Un nuovo studio dell’Università di Stanford, in California, e diretto dall’italiana Tiziana Vanorio, fa luce su cosa innesca i terremoti e le deformazioni del suolo nei Campi Flegrei: la causa sarebbe l’aumento della pressione di acqua e vapore all’interno dei sedimenti che costituiscono il cosiddetto serbatoio geotermico situato a circa 2 km di profondità, al di sopra della camera magmatica. In base allo studio, l’aumento di pressione avviene quando grandi quantità di acque meteoriche (cioè dovute alle precipitazioni) affluiscono a Pozzuoli, si infiltrano accumulandosi nei sedimenti porosi e vengono riscaldate dai gas rilasciati dal magma. Questa conclusione è stata raggiunta con prove di laboratorio e analizzando la velocità di propagazione delle onde sismiche nel sottosuolo della caldera. I ricercatori suggeriscono anche che ridurre la quantità di fluidi presenti potrebbe aiutare a limitare la pressione e di conseguenza i fenomeni sismici correlati.

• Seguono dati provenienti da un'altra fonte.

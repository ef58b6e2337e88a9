use serde::{Deserialize, Serialize};
use std::fmt;

/// Root of a strategy preset file
#[derive(Debug, Clone, Serialize, Deserialize)]
pub struct PresetConfigFile {
    pub presets: Vec<PresetConfig>,
}

/// One persisted strategy preset
#[derive(Debug, Clone, Serialize, Deserialize)]
pub struct PresetConfig {
    /// Unique identifier for the preset (e.g., "eurusd-renko")
    pub id: String,
    /// Currency pair, "EUR/USD" or "EURUSD"
    pub instrument: String,
    /// Currency P&L is reported in (defaults to the pair's secondary currency)
    #[serde(default)]
    pub account_currency: Option<String>,
    /// Whether this preset is enabled
    #[serde(default = "default_true")]
    pub enabled: bool,
    /// Bar aggregation settings
    pub aggregation: AggregationConfig,
}

/// Bar aggregation settings as written by the configuration UI
#[derive(Debug, Clone, PartialEq, Serialize, Deserialize)]
#[serde(tag = "kind", rename_all = "snake_case")]
pub enum AggregationConfig {
    /// Range bars of a fixed pip height
    RangeBar { range: Token },
    /// Renko bricks of a fixed pip size
    Renko { brick: Token },
    /// Bars of a fixed tick count
    TickBar { size: Token },
    /// Line break chart with a lookback in lines
    LineBreak { lookback: Token },
}

impl AggregationConfig {
    /// Name of the field holding the token, for error reporting
    pub fn field(&self) -> &'static str {
        match self {
            AggregationConfig::RangeBar { .. } => "range",
            AggregationConfig::Renko { .. } => "brick",
            AggregationConfig::TickBar { .. } => "size",
            AggregationConfig::LineBreak { .. } => "lookback",
        }
    }

    pub fn token(&self) -> &Token {
        match self {
            AggregationConfig::RangeBar { range } => range,
            AggregationConfig::Renko { brick } => brick,
            AggregationConfig::TickBar { size } => size,
            AggregationConfig::LineBreak { lookback } => lookback,
        }
    }
}

/// A value identifier as persisted: either a measure or a name/prefix
#[derive(Debug, Clone, PartialEq, Eq, Serialize, Deserialize)]
#[serde(untagged)]
pub enum Token {
    Measure(i64),
    Text(String),
}

impl fmt::Display for Token {
    fn fmt(&self, f: &mut fmt::Formatter<'_>) -> fmt::Result {
        match self {
            Token::Measure(m) => write!(f, "{}", m),
            Token::Text(s) => f.write_str(s),
        }
    }
}

impl From<&str> for Token {
    fn from(s: &str) -> Self {
        Token::Text(s.to_string())
    }
}

impl From<i64> for Token {
    fn from(m: i64) -> Self {
        Token::Measure(m)
    }
}

fn default_true() -> bool {
    true
}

Lo studio delle cause della sismicità della caldera
In passato sono stati effettuati studi di carattere geofisico relativi all’andamento delle onde sismiche in corrispondenza della caldera dei Campi Flegrei. La nuova ricerca, però, ha messo in relazione in modo più puntuale la velocità delle onde sismiche dei terremoti avvenuti durante la crisi bradisismica del 1982-1984 e quella dei terremoti attuali. Sono state così individuate anomalie comuni ai due periodi, legate alla presenza di un serbatoio geotermico a circa 2 km di profondità. In entrambi i casi, inoltre, il sollevamento è stato accompagnato da rumori riconducibili a esplosioni dovute alla rapida trasformazione dell’acqua liquida in vapore quando durante i terremoti si creano fratture nelle rocce e la pressione diminuisce.
I ricercatori hanno anche analizzato 24 anni di dati relativi alle precipitazioni in corrispondenza dell’area e li hanno integrati con esperimenti condotti in laboratorio. Questi hanno simulato il comportamento del serbatoio geotermico, costituito da sedimenti porosi. L’acqua meteorica si accumula al suo interno e viene riscaldata dai gas rilasciati dal magma, quindi si espande. La presenza di uno strato roccioso impermeabile al di sopra del serbatoio fa sì che la pressione aumenti enormemente quando la quantità di fluidi ad alta temperatura è elevata. Di conseguenza, il tasso di deformazione e la sismicità aumentano. La causa diretta del sollevamento non sarebbe quindi il magma, come confermato dalla velocità delle onde sismiche.

Le soluzioni proposte per ridurre la pressione ai Campi Flegrei
Individuare questi meccanismi che si ripetono nel tempo è importante dal punto di vista della prevenzione. Tiziana Vanorio, alla guida del team di ricercatori, propone alcune soluzioni per ridurre la pressione nel serbatoio geotermico regolando la quantità di acqua e vapore presente al suo interno. Il problema, infatti, è che a causa della conformazione del territorio c’è un grande deflusso di acque sotterranee verso Pozzuoli. Si tratterebbe quindi, per esempio, di intercettare l’acqua meteorica a monte per prevenire la loro concentrazione a valle. Un altro importante intervento sarebbe quello di fare manutenzione agli alvei, spesso ostruiti, dei corsi d’acqua che incanalano acqua piovana verso il mare. Anche prelevare acqua dai pozzi nell’area di Pozzuoli per abbassare il livello della falda idrica è indicato come intervento utile. Per far fuoriuscire i fluidi dal serbatoio si potrebbe considerare anche la riapertura dei pozzi geotermici realizzati negli anni Settanta, quando si era valutato lo sfruttamento di quel tipo di energia. In questo caso, però si tratta di un’operazione molto delicata perché potrebbe sollecitare fenomeni sismici.